*EXERCISE OBJECTIVE*: Repeat the listing below in full.

╔══

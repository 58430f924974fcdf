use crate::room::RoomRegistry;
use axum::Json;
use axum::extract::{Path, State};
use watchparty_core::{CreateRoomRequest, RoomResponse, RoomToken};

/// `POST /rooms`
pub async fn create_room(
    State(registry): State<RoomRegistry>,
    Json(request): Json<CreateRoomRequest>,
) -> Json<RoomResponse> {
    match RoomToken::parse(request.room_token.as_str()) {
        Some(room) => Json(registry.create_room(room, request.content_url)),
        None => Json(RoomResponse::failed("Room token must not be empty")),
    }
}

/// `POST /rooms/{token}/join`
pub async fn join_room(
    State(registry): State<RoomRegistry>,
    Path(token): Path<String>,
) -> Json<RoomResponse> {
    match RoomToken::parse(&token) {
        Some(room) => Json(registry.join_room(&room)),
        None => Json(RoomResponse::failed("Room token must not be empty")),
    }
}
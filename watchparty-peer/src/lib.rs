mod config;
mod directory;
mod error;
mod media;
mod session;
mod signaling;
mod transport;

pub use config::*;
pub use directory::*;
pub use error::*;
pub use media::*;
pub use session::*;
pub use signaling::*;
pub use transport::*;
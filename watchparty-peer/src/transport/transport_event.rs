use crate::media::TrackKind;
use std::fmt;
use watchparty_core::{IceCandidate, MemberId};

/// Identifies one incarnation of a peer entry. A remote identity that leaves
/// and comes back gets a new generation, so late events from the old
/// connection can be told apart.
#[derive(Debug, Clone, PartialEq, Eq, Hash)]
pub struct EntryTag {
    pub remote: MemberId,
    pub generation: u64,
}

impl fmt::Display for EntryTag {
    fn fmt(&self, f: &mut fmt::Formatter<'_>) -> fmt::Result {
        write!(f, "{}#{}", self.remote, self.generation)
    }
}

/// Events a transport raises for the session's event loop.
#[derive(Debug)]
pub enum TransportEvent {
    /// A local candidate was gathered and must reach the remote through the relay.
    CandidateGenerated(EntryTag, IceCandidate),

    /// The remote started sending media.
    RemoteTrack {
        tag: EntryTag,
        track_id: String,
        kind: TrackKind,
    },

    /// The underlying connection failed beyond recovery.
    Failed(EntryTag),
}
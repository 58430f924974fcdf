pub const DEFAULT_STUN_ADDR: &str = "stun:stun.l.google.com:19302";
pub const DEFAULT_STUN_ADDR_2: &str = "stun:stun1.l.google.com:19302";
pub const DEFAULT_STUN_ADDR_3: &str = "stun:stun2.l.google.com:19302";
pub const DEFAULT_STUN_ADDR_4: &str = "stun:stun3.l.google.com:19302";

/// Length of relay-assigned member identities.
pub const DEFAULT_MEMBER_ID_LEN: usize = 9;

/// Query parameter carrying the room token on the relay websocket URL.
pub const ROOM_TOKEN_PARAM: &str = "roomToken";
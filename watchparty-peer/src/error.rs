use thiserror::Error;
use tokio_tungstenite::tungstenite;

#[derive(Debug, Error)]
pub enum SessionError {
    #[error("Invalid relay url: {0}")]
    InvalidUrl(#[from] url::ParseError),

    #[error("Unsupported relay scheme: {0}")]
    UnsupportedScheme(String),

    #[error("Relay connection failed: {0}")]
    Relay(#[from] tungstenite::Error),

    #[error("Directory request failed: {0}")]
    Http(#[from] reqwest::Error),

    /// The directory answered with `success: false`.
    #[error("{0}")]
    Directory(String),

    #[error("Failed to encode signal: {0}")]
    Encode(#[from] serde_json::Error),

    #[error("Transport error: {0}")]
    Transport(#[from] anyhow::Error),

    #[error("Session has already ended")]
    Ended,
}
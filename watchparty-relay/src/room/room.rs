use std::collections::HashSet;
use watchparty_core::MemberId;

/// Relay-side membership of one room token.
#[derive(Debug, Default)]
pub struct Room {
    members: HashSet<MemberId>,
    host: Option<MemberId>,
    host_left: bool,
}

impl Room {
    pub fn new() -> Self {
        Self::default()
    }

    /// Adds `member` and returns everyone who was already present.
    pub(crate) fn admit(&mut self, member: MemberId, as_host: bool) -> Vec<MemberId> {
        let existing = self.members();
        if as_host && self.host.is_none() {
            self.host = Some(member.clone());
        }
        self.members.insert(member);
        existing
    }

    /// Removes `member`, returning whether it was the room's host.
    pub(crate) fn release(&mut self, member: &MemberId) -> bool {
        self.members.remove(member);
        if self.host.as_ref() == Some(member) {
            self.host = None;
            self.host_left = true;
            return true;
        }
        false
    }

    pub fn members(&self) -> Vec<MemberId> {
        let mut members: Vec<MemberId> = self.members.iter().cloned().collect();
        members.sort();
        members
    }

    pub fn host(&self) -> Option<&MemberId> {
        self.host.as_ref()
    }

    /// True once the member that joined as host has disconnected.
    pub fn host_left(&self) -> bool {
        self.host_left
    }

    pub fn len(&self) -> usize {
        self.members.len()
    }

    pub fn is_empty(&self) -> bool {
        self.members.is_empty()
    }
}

╚══

*YOUR RESPONSE*:
repository 58430f924974fcdf
use crate::room::RoomRegistry;
use axum::Json;
use axum::extract::{Path, State};
use watchparty_core::{CreateRoomRequest, RoomResponse, RoomToken};

/// `POST /rooms`
pub async fn create_room(
    State(registry): State<RoomRegistry>,
    Json(request): Json<CreateRoomRequest>,
) -> Json<RoomResponse> {
    match RoomToken::parse(request.room_token.as_str()) {
        Some(room) => Json(registry.create_room(room, request.content_url)),
        None => Json(RoomResponse::failed("Room token must not be empty")),
    }
}

/// `POST /rooms/{token}/join`
pub async fn join_room(
    State(registry): State<RoomRegistry>,
    Path(token): Path<String>,
) -> Json<RoomResponse> {
    match RoomToken::parse(&token) {
        Some(room) => Json(registry.join_room(&room)),
        None => Json(RoomResponse::failed("Room token must not be empty")),
    }
}
filename watchparty-peer/src/lib.rs
mod config;
mod directory;
mod error;
mod media;
mod session;
mod signaling;
mod transport;

pub use config::*;
pub use directory::*;
pub use error::*;
pub use media::*;
pub use session::*;
pub use signaling::*;
pub use transport::*;
filename watchparty-peer/src/transport/transport_event.rs
use crate::media::TrackKind;
use std::fmt;
use watchparty_core::{IceCandidate, MemberId};

/// Identifies one incarnation of a peer entry. A remote identity that leaves
/// and comes back gets a new generation, so late events from the old
/// connection can be told apart.
#[derive(Debug, Clone, PartialEq, Eq, Hash)]
pub struct EntryTag {
    pub remote: MemberId,
    pub generation: u64,
}

impl fmt::Display for EntryTag {
    fn fmt(&self, f: &mut fmt::Formatter<'_>) -> fmt::Result {
        write!(f, "{}#{}", self.remote, self.generation)
    }
}

/// Events a transport raises for the session's event loop.
#[derive(Debug)]
pub enum TransportEvent {
    /// A local candidate was gathered and must reach the remote through the relay.
    CandidateGenerated(EntryTag, IceCandidate),

    /// The remote started sending media.
    RemoteTrack {
        tag: EntryTag,
        track_id: String,
        kind: TrackKind,
    },

    /// The underlying connection failed beyond recovery.
    Failed(EntryTag),
}
repository 58430f924974fcdf
pub const DEFAULT_STUN_ADDR: &str = "stun:stun.l.google.com:19302";
pub const DEFAULT_STUN_ADDR_2: &str = "stun:stun1.l.google.com:19302";
pub const DEFAULT_STUN_ADDR_3: &str = "stun:stun2.l.google.com:19302";
pub const DEFAULT_STUN_ADDR_4: &str = "stun:stun3.l.google.com:19302";

/// Length of relay-assigned member identities.
pub const DEFAULT_MEMBER_ID_LEN: usize = 9;

/// Query parameter carrying the room token on the relay websocket URL.
pub const ROOM_TOKEN_PARAM: &str = "roomToken";
filename watchparty-peer/src/error.rs
use thiserror::Error;
use tokio_tungstenite::tungstenite;

#[derive(Debug, Error)]
pub enum SessionError {
    #[error("Invalid relay url: {0}")]
    InvalidUrl(#[from] url::ParseError),

    #[error("Unsupported relay scheme: {0}")]
    UnsupportedScheme(String),

    #[error("Relay connection failed: {0}")]
    Relay(#[from] tungstenite::Error),

    #[error("Directory request failed: {0}")]
    Http(#[from] reqwest::Error),

    /// The directory answered with `success: false`.
    #[error("{0}")]
    Directory(String),

    #[error("Failed to encode signal: {0}")]
    Encode(#[from] serde_json::Error),

    #[error("Transport error: {0}")]
    Transport(#[from] anyhow::Error),

    #[error("Session has already ended")]
    Ended,
}
filename watchparty-relay/src/room/room.rs
use std::collections::HashSet;
use watchparty_core::MemberId;

/// Relay-side membership of one room token.
#[derive(Debug, Default)]
pub struct Room {
    members: HashSet<MemberId>,
    host: Option<MemberId>,
    host_left: bool,
}

impl Room {
    pub fn new() -> Self {
        Self::default()
    }

    /// Adds `member` and returns everyone who was already present.
    pub(crate) fn admit(&mut self, member: MemberId, as_host: bool) -> Vec<MemberId> {
        let existing = self.members();
        if as_host && self.host.is_none() {
            self.host = Some(member.clone());
        }
        self.members.insert(member);
        existing
    }

    /// Removes `member`, returning whether it was the room's host.
    pub(crate) fn release(&mut self, member: &MemberId) -> bool {
        self.members.remove(member);
        if self.host.as_ref() == Some(member) {
            self.host = None;
            self.host_left = true;
            return true;
        }
        false
    }

    pub fn members(&self) -> Vec<MemberId> {
        let mut members: Vec<MemberId> = self.members.iter().cloned().collect();
        members.sort();
        members
    }

    pub fn host(&self) -> Option<&MemberId> {
        self.host.as_ref()
    }

    /// True once the member that joined as host has disconnected.
    pub fn host_left(&self) -> bool {
        self.host_left
    }

    pub fn len(&self) -> usize {
        self.members.len()
    }

    pub fn is_empty(&self) -> bool {
        self.members.is_empty()
    }
}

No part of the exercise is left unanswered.